A total of 222 patients (51 males and 171 females; average age 31.1 years, range 15
to 61) underwent LN repair and returned for at least 1 year of follow-up. The most
common cause of LN injury was mandibular third molar removal (n = 191, 86%), followed
by sagittal split mandibular ramus osteotomy (n = 14, 6.3%). Most patients complained
preoperatively of numbness (n = 122, 55%) or numbness with pain (n = 94, 42.3%). The
average interval from injury to surgery was 8.5 months (range 1.5 to 96). The most
commonly performed operation was excision of a proximal stump neuroma with neurorrhaphy
(n = 154, 69%), followed by external decompression with internal neurolysis (n = 29,
13%). Nineteen patients (8.6%) underwent an autogenous nerve graft procedure (greater
auricular or sural nerve) for reconstruction of a nerve gap. A collagen cuff was placed
around the repair site in 8 patients (3.6%; external decompression with internal neurolysis
in 2 and neurorrhaphy in 6). Recovery from neurosensory dysfunction (defined by the
Medical Research Council Scale as ranging from “useful sensory function” to a “complete
return of sensation”) was observed in 201 patients (90.5%; 146 patients with complete
recovery and 55 patients with recovery to “useful sensory function”), and 21 patients
(9.5%) had no or inadequate improvement. Using the logistic regression model, a shorter
interval between nerve injury and repair resulted in greater odds of improvement (OR
0.942, P = .0064); with each month that passed, the odds of improvement decreased by 5.8%.
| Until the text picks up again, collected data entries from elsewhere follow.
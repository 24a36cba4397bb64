//! File rewrite strategies: in-memory for small files, streaming through a
//! temp file for large ones, selected by a size threshold or forced by flag.
//!
//! Both strategies share one contract: for the same file and policy they
//! produce byte-identical retained content and identical archive content;
//! only the memory profile differs. The original file is either fully
//! replaced or left untouched, never partially written.

use crate::archive::LineArchiver;
use crate::error::SweepError;
use crate::filter::LineFilter;
use crate::policy::RetentionPolicy;
use chrono::Local;
use std::ffi::OsString;
use std::fs::{self, File};
use std::io::{BufRead, BufReader, BufWriter, Write};
use std::path::{Path, PathBuf};

/// Files larger than this are rewritten line-by-line through a temp file.
pub const DEFAULT_STREAMING_THRESHOLD: u64 = 50 * 1024 * 1024;

/// Per-file processing result.
#[derive(Debug)]
pub struct FileOutcome {
    pub path: PathBuf,
    pub lines_examined: u64,
    pub lines_removed: u64,
    pub bytes_before: u64,
    pub bytes_after: u64,
    pub backup_path: Option<PathBuf>,
    pub archive_path: Option<PathBuf>,
    /// Which strategy handled the file.
    pub streamed: bool,
}

/// Counters shared by both strategies.
struct RewriteStats {
    examined: u64,
    removed: u64,
    bytes_after: u64,
    archive_path: Option<PathBuf>,
}

/// Applies one [`RetentionPolicy`] to log files, dispatching each file to
/// the in-memory or streaming strategy.
pub struct LogRewriter {
    policy: RetentionPolicy,
    streaming_threshold: u64,
}

impl LogRewriter {
    pub fn new(policy: RetentionPolicy) -> Self {
        LogRewriter {
            policy,
            streaming_threshold: DEFAULT_STREAMING_THRESHOLD,
        }
    }

    /// Override the size threshold that triggers streaming mode. The default
    /// is [`DEFAULT_STREAMING_THRESHOLD`]; tests lower it to exercise the
    /// streaming path on small fixtures.
    pub fn with_streaming_threshold(mut self, bytes: u64) -> Self {
        self.streaming_threshold = bytes;
        self
    }

    /// Process one log file according to the policy.
    ///
    /// Order of effects: backup (if requested), then filter, with removed
    /// lines archived (if requested) before the retained content replaces
    /// the original. In dry-run mode nothing is written anywhere.
    pub fn process_file(&self, path: &Path) -> Result<FileOutcome, SweepError> {
        let bytes_before = fs::metadata(path)
            .map_err(|e| SweepError::io(path, "read metadata", e))?
            .len();
        let timestamp = Local::now().format("%Y%m%d%H%M%S").to_string();

        let backup_path = if self.policy.backup && !self.policy.dry_run {
            Some(create_backup(path, &timestamp)?)
        } else {
            None
        };

        let filter = LineFilter::new(&self.policy);
        let streamed = self.policy.memory_efficient || bytes_before > self.streaming_threshold;
        let stats = if streamed {
            self.rewrite_streaming(&filter, path, &timestamp)?
        } else {
            self.rewrite_in_memory(&filter, path, &timestamp)?
        };

        Ok(FileOutcome {
            path: path.to_path_buf(),
            lines_examined: stats.examined,
            lines_removed: stats.removed,
            bytes_before,
            bytes_after: stats.bytes_after,
            backup_path,
            archive_path: stats.archive_path,
            streamed,
        })
    }

    /// Load the whole file, filter, and replace its content in one write.
    fn rewrite_in_memory(
        &self,
        filter: &LineFilter<'_>,
        path: &Path,
        timestamp: &str,
    ) -> Result<RewriteStats, SweepError> {
        let content =
            fs::read_to_string(path).map_err(|e| SweepError::io(path, "read contents", e))?;

        let mut kept: Vec<&str> = Vec::new();
        let mut removed: Vec<&str> = Vec::new();
        for line in content.split('\n') {
            if filter.keep(line) {
                kept.push(line);
            } else {
                removed.push(line);
            }
        }
        let new_content = kept.join("\n");
        let stats = RewriteStats {
            examined: (kept.len() + removed.len()) as u64,
            removed: removed.len() as u64,
            bytes_after: new_content.len() as u64,
            archive_path: None,
        };

        if self.policy.dry_run {
            return Ok(stats);
        }

        // Removed lines go to the archive before the retained content
        // overwrites the original.
        let archive_path = if self.policy.compress {
            let mut archiver = LineArchiver::new(archive_path_for(path, timestamp));
            for line in &removed {
                archiver.push(line)?;
            }
            archiver.finish()?
        } else {
            None
        };

        fs::write(path, &new_content)
            .map_err(|e| SweepError::io(path, "write filtered contents", e))?;

        Ok(RewriteStats {
            archive_path,
            ..stats
        })
    }

    /// Filter one line at a time into a sibling temp file, then atomically
    /// rename it over the original. Rejected lines stream straight into the
    /// archiver without being buffered.
    fn rewrite_streaming(
        &self,
        filter: &LineFilter<'_>,
        path: &Path,
        timestamp: &str,
    ) -> Result<RewriteStats, SweepError> {
        let source = File::open(path).map_err(|e| SweepError::io(path, "open", e))?;
        let mut reader = BufReader::new(source);

        let tmp_path = suffixed_path(path, ".tmp");
        let mut writer = if self.policy.dry_run {
            None
        } else {
            let file = File::create(&tmp_path)
                .map_err(|e| SweepError::io(&tmp_path, "create temp file", e))?;
            Some(BufWriter::new(file))
        };
        let mut archiver = if self.policy.compress && !self.policy.dry_run {
            Some(LineArchiver::new(archive_path_for(path, timestamp)))
        } else {
            None
        };

        let mut examined = 0u64;
        let mut removed = 0u64;
        let mut bytes_after = 0u64;
        let mut first_kept = true;
        // A trailing terminator implies one final empty logical line, and an
        // empty source carries a single empty line, matching the split
        // semantics of the in-memory path.
        let mut pending_empty = true;
        let mut buf = String::new();

        loop {
            buf.clear();
            let n = reader
                .read_line(&mut buf)
                .map_err(|e| SweepError::io(path, "read line", e))?;
            let line = if n == 0 {
                if !pending_empty {
                    break;
                }
                pending_empty = false;
                ""
            } else {
                pending_empty = buf.ends_with('\n');
                buf.strip_suffix('\n').unwrap_or(&buf)
            };

            examined += 1;
            if filter.keep(line) {
                if let Some(w) = writer.as_mut() {
                    if !first_kept {
                        w.write_all(b"\n")
                            .map_err(|e| SweepError::io(&tmp_path, "write temp file", e))?;
                    }
                    w.write_all(line.as_bytes())
                        .map_err(|e| SweepError::io(&tmp_path, "write temp file", e))?;
                }
                bytes_after += line.len() as u64 + u64::from(!first_kept);
                first_kept = false;
            } else {
                removed += 1;
                if let Some(a) = archiver.as_mut() {
                    a.push(line)?;
                }
            }

            if n == 0 {
                break;
            }
        }

        let archive_path = match archiver {
            Some(a) => a.finish()?,
            None => None,
        };

        if let Some(w) = writer {
            w.into_inner()
                .map_err(|e| SweepError::io(&tmp_path, "flush temp file", e.into_error()))?;
            // The swap is the last step; on failure the original is intact
            // and the temp file is discarded.
            if let Err(e) = fs::rename(&tmp_path, path) {
                let _ = fs::remove_file(&tmp_path);
                return Err(SweepError::io(path, "replace with rewritten copy", e));
            }
        }

        Ok(RewriteStats {
            examined,
            removed,
            bytes_after,
            archive_path,
        })
    }
}

/// Copy the original verbatim to `<name>.log.backup.<timestamp>` before any
/// rewrite begins. A copy failure aborts the file's operation; the original
/// has not been touched at that point.
fn create_backup(path: &Path, timestamp: &str) -> Result<PathBuf, SweepError> {
    let backup_path = suffixed_path(path, &format!(".backup.{timestamp}"));
    fs::copy(path, &backup_path).map_err(|e| SweepError::io(path, "create backup", e))?;
    Ok(backup_path)
}

fn archive_path_for(path: &Path, timestamp: &str) -> PathBuf {
    suffixed_path(path, &format!(".old.{timestamp}.gz"))
}

/// `<dir>/<name>.log` plus a suffix, e.g. `<dir>/<name>.log.tmp`.
fn suffixed_path(path: &Path, suffix: &str) -> PathBuf {
    let mut name = path
        .file_name()
        .map(OsString::from)
        .unwrap_or_else(|| OsString::from("log"));
    name.push(suffix);
    path.with_file_name(name)
}
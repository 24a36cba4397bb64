//! Date pattern matching for log lines.

use crate::error::SweepError;
use chrono::NaiveDate;
use regex::Regex;

/// Format paired with every built-in pattern (and with custom patterns).
pub const DEFAULT_DATE_FORMAT: &str = "%Y-%m-%d";

/// A (matcher, format) pair: the regular expression captures the date text
/// and the chrono format string parses it.
#[derive(Debug, Clone)]
pub struct DatePattern {
    regex: Regex,
    format: String,
}

impl DatePattern {
    /// Compile a pattern from a regular expression and a chrono date format.
    pub fn new(expr: &str, format: &str) -> Result<Self, SweepError> {
        let regex = Regex::new(expr).map_err(|source| SweepError::InvalidPattern {
            pattern: expr.to_string(),
            source,
        })?;
        Ok(DatePattern {
            regex,
            format: format.to_string(),
        })
    }

    /// Compile a caller-supplied expression, paired with the default format.
    ///
    /// A custom pattern replaces the built-in list entirely rather than being
    /// appended to it.
    pub fn custom(expr: &str) -> Result<Self, SweepError> {
        DatePattern::new(expr, DEFAULT_DATE_FORMAT)
    }

    /// The text the pattern captures from a line, if it matches at all.
    /// Falls back to the whole match when the expression has no capture group.
    fn capture<'a>(&self, line: &'a str) -> Option<&'a str> {
        self.regex.captures(line).map(|caps| {
            caps.get(1)
                .or_else(|| caps.get(0))
                .map(|m| m.as_str())
                .unwrap_or_default()
        })
    }
}

/// The built-in pattern list, tried in order: bracketed date-time
/// (`[2024-01-15 10:30:00]`), bracketed date (`[2024-01-15]`), then a bare
/// date prefix (`2024-01-15 ...`).
pub fn default_patterns() -> Vec<DatePattern> {
    [
        r"^\[(\d{4}-\d{2}-\d{2}) \d{2}:\d{2}:\d{2}",
        r"^\[(\d{4}-\d{2}-\d{2})\]",
        r"^(\d{4}-\d{2}-\d{2})",
    ]
    .iter()
    .map(|expr| {
        DatePattern::new(expr, DEFAULT_DATE_FORMAT).expect("built-in date pattern must compile")
    })
    .collect()
}

/// Extract a calendar date from a raw log line.
///
/// Patterns are tried strictly in list order and the first regex that matches
/// decides: its captured text is parsed with the paired format, and a parse
/// failure yields `None` without falling through to later patterns. A line
/// that matches a pattern but carries an unparseable date is therefore
/// treated the same as a line with no date, which the decision engine always
/// keeps. Time-of-day never participates in the comparison.
pub fn extract_date(line: &str, patterns: &[DatePattern]) -> Option<NaiveDate> {
    for pattern in patterns {
        if let Some(text) = pattern.capture(line) {
            return NaiveDate::parse_from_str(text, &pattern.format).ok();
        }
    }
    None
}

#[cfg(test)]
mod tests {
    use super::*;

    fn date(y: i32, m: u32, d: u32) -> NaiveDate {
        NaiveDate::from_ymd_opt(y, m, d).unwrap()
    }

    #[test]
    fn test_bracketed_datetime() {
        let patterns = default_patterns();
        let line = "[2024-01-15 10:30:00] production.ERROR: boom";
        assert_eq!(extract_date(line, &patterns), Some(date(2024, 1, 15)));
    }

    #[test]
    fn test_bracketed_date_only() {
        let patterns = default_patterns();
        assert_eq!(
            extract_date("[2024-01-15] something happened", &patterns),
            Some(date(2024, 1, 15))
        );
    }

    #[test]
    fn test_bare_date_prefix() {
        let patterns = default_patterns();
        assert_eq!(
            extract_date("2024-01-15 10:30:00 INFO start", &patterns),
            Some(date(2024, 1, 15))
        );
    }

    #[test]
    fn test_no_date() {
        let patterns = default_patterns();
        assert_eq!(extract_date("#0 /app/Http/Kernel.php(42)", &patterns), None);
        assert_eq!(extract_date("", &patterns), None);
    }

    #[test]
    fn test_date_not_at_line_start_is_ignored() {
        let patterns = default_patterns();
        assert_eq!(
            extract_date("retrying job from 2024-01-15", &patterns),
            None
        );
    }

    #[test]
    fn test_matching_but_unparseable_date_yields_none() {
        // Month 13 satisfies the regex but not the date format.
        let patterns = default_patterns();
        assert_eq!(extract_date("[2024-13-01] bad month", &patterns), None);
    }

    #[test]
    fn test_first_match_does_not_fall_through() {
        // The first pattern matches but its capture cannot parse; the second
        // pattern would succeed, yet must never be consulted.
        let patterns = vec![
            DatePattern::new(r"^(\d{4}-\d{2}-\d{2})x", DEFAULT_DATE_FORMAT).unwrap(),
            DatePattern::new(r"^(\d{4}-\d{2}-\d{2})", DEFAULT_DATE_FORMAT).unwrap(),
        ];
        assert_eq!(extract_date("2024-13-01x rest", &patterns), None);
    }

    #[test]
    fn test_custom_pattern_without_capture_group_uses_whole_match() {
        let pattern = DatePattern::custom(r"\d{4}-\d{2}-\d{2}").unwrap();
        assert_eq!(
            extract_date("prefix 2024-01-15 suffix", &[pattern]),
            Some(date(2024, 1, 15))
        );
    }

    #[test]
    fn test_invalid_expression_is_rejected() {
        let result = DatePattern::custom(r"^(\d{4}");
        assert!(matches!(result, Err(SweepError::InvalidPattern { .. })));
    }

    #[test]
    fn test_pattern_order_is_respected() {
        // A bracketed date-time line must be handled by the first pattern;
        // all three produce the same date here, but the list order is the
        // contract.
        let patterns = default_patterns();
        assert_eq!(
            extract_date("[2024-02-29 23:59:59] leap day", &patterns),
            Some(date(2024, 2, 29))
        );
    }
}
//! Tool configuration.
//!
//! A single [`ToolConfig`] is assembled at startup (TOML file + CLI overrides) and passed
//! explicitly into every drive operation.

use cfgdrive_error::{CfgDriveError, CfgDriveResult};
use serde::Deserialize;
use std::fs;
use std::path::{Path, PathBuf};
use std::time::Duration;

pub const DEFAULT_PROBE_TIMEOUT_SECS: u64 = 30;
pub const DEFAULT_COPY_TIMEOUT_SECS: u64 = 60 * 60;

#[derive(Debug, Clone, PartialEq, Eq, Deserialize)]
#[serde(default, deny_unknown_fields)]
pub struct ToolConfig {
    /// Directory containing the mtools binaries (`mlabel.exe`, `mcopy.exe`).
    pub mtools_path: Option<PathBuf>,
    pub probe_timeout_secs: u64,
    pub copy_timeout_secs: u64,
}

impl Default for ToolConfig {
    fn default() -> Self {
        Self {
            mtools_path: None,
            probe_timeout_secs: DEFAULT_PROBE_TIMEOUT_SECS,
            copy_timeout_secs: DEFAULT_COPY_TIMEOUT_SECS,
        }
    }
}

impl ToolConfig {
    pub fn new(mtools_path: impl Into<PathBuf>) -> Self {
        Self {
            mtools_path: Some(mtools_path.into()),
            ..Self::default()
        }
    }

    pub fn from_toml_str(text: &str) -> CfgDriveResult<Self> {
        toml::from_str(text)
            .map_err(|e| CfgDriveError::Configuration(format!("invalid config TOML: {}", e)))
    }

    pub fn load(path: &Path) -> CfgDriveResult<Self> {
        let text = fs::read_to_string(path).map_err(|e| {
            CfgDriveError::Configuration(format!("cannot read {}: {}", path.display(), e))
        })?;
        Self::from_toml_str(&text)
    }

    /// Fail unless the mtools directory is set. Launches nothing.
    pub fn ensure_configured(&self) -> CfgDriveResult<&Path> {
        match self.mtools_path.as_deref() {
            Some(path) if !path.as_os_str().is_empty() => Ok(path),
            _ => Err(CfgDriveError::Configuration(
                "\"mtools_path\" needs to be provided in order to access VFAT drives".to_string(),
            )),
        }
    }

    /// Full path of the mtools executable `name`.
    pub fn tool(&self, name: &str) -> CfgDriveResult<PathBuf> {
        Ok(self.ensure_configured()?.join(name))
    }

    pub fn probe_timeout(&self) -> Duration {
        Duration::from_secs(self.probe_timeout_secs)
    }

    pub fn copy_timeout(&self) -> Duration {
        Duration::from_secs(self.copy_timeout_secs)
    }
}

/// Build the effective configuration: optional TOML file, then the CLI/env override.
///
/// A relative `mtools_path` is resolved against the current directory, once.
pub fn load_config(
    config_file: Option<&Path>,
    mtools_path: Option<PathBuf>,
) -> CfgDriveResult<ToolConfig> {
    let mut cfg = match config_file {
        Some(path) => ToolConfig::load(path)?,
        None => ToolConfig::default(),
    };
    if mtools_path.is_some() {
        cfg.mtools_path = mtools_path;
    }
    // Anchor a relative mtools_path to the startup directory; extraction changes the cwd.
    if let Some(path) = cfg.mtools_path.take() {
        cfg.mtools_path = Some(if path.is_relative() && !path.as_os_str().is_empty() {
            std::env::current_dir()?.join(path)
        } else {
            path
        });
    }
    log::debug!("effective config: {:?}", cfg);
    Ok(cfg)
}
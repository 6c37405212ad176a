//! CLI argument parsing for cfgdrive.

use clap::{Parser, Subcommand};
use std::io;
use std::path::{Path, PathBuf};

#[derive(Debug, Parser)]
#[command(name = "cfgdrive")]
#[command(about = "Detect VFAT config drives (label config-2) and extract them with mtools")]
pub struct Cli {
    #[command(subcommand)]
    pub command: Command,

    /// TOML configuration file
    #[arg(long, global = true)]
    pub config: Option<PathBuf>,

    /// Directory containing mlabel.exe and mcopy.exe (overrides the config file)
    #[arg(long, env = "CFGDRIVE_MTOOLS_PATH", global = true)]
    pub mtools_path: Option<PathBuf>,

    /// Append logs to this file instead of stderr
    #[arg(long, global = true)]
    pub log_file: Option<PathBuf>,

    /// Enable debug logging
    #[arg(short, long, global = true)]
    pub verbose: bool,
}

#[derive(Debug, Subcommand)]
pub enum Command {
    /// Check whether a drive is a config drive; prints true or false
    Probe {
        /// Raw drive or image path (e.g. \\.\PHYSICALDRIVE1)
        drive: String,
    },

    /// Copy every file from a drive into an existing directory
    Extract {
        /// Raw drive or image path; relative image files are made absolute
        drive: String,
        target: PathBuf,
    },

    /// Probe drives in order and extract the first config drive
    Scan {
        /// Existing directory to extract into
        target: PathBuf,

        /// Candidate drives, probed in the given order (relative image files are made absolute)
        #[arg(required = true)]
        drives: Vec<String>,

        /// Print the scan report as JSON
        #[arg(long)]
        json: bool,
    },
}

/// Make a relative path to an existing image file absolute.
///
/// `mcopy` runs from inside the extraction target, where a relative image path no longer
/// resolves. Device paths and anything that is not an existing file pass through unchanged.
pub fn resolve_drive(drive: &str) -> io::Result<String> {
    let path = Path::new(drive);
    if path.is_relative() && path.is_file() {
        let absolute = std::env::current_dir()?.join(path);
        return Ok(absolute.to_string_lossy().into_owned());
    }
    Ok(drive.to_string())
}
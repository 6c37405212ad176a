use once_cell::sync::Lazy;
use std::sync::{Mutex, MutexGuard};

/// Global lock to serialize tests that observe the process-wide working directory.
static CWD_TEST_LOCK: Lazy<Mutex<()>> = Lazy::new(|| Mutex::new(()));

pub struct CwdLockGuard(#[allow(dead_code)] MutexGuard<'static, ()>);

pub fn lock() -> CwdLockGuard {
    let guard = match CWD_TEST_LOCK.lock() {
        Ok(g) => g,
        Err(poisoned) => poisoned.into_inner(),
    };
    CwdLockGuard(guard)
}
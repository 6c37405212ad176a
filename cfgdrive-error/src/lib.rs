use std::io;
use std::path::PathBuf;
use thiserror::Error;

pub type HalResult<T> = Result<T, HalError>;
pub type CfgDriveResult<T> = Result<T, CfgDriveError>;

/// Failures of the process-execution layer.
#[derive(Error, Debug)]
pub enum HalError {
    #[error("Command not found: {0}")]
    CommandNotFound(String),

    #[error("Command failed: {program} (exit={code:?}): {stderr}")]
    CommandFailed {
        program: String,
        code: Option<i32>,
        stderr: String,
    },

    #[error("Command timed out: {program} after {timeout_secs}s")]
    CommandTimeout { program: String, timeout_secs: u64 },

    #[error("I/O error: {0}")]
    Io(#[from] io::Error),
}

#[derive(Error, Debug)]
pub enum CfgDriveError {
    /// Required configuration is missing or unusable. Raised before any command runs.
    #[error("Configuration error: {0}")]
    Configuration(String),

    /// An external tool could not be launched or exited abnormally.
    #[error(transparent)]
    Process(#[from] HalError),

    #[error("Cannot enter extraction target {}: {source}", path.display())]
    TargetDir {
        path: PathBuf,
        #[source]
        source: io::Error,
    },

    #[error("Parse error: {0}")]
    Parse(String),

    #[error("I/O error: {0}")]
    Io(#[from] io::Error),
}

impl CfgDriveError {
    pub fn is_configuration(&self) -> bool {
        matches!(self, CfgDriveError::Configuration(_))
    }

    pub fn is_process(&self) -> bool {
        matches!(self, CfgDriveError::Process(_))
    }
}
The receiver operating characteristic analysis revealed that patients who waited more
than 9 months for repair were at a significantly greater risk of nonimprovement. Statistical
significance was observed between patient age and outcome (OR 0.945, P = .0067) representing a 5.5% decrease in the chance of recovery for every year of
age in patients 45 years old and older. The odds of a return of acceptable neurosensory
function were better when the patient's presenting symptom was pain and not numbness
(OR 0.04, P < .001).
Microsurgical repair of LN injury has the best chance of successful restoration of
acceptable neurosensory function if done within 9 months of the injury. The likelihood
of recovery after nerve repair decreased progressively when the repair occurred more
than 9 months after injury and with increasing patient age.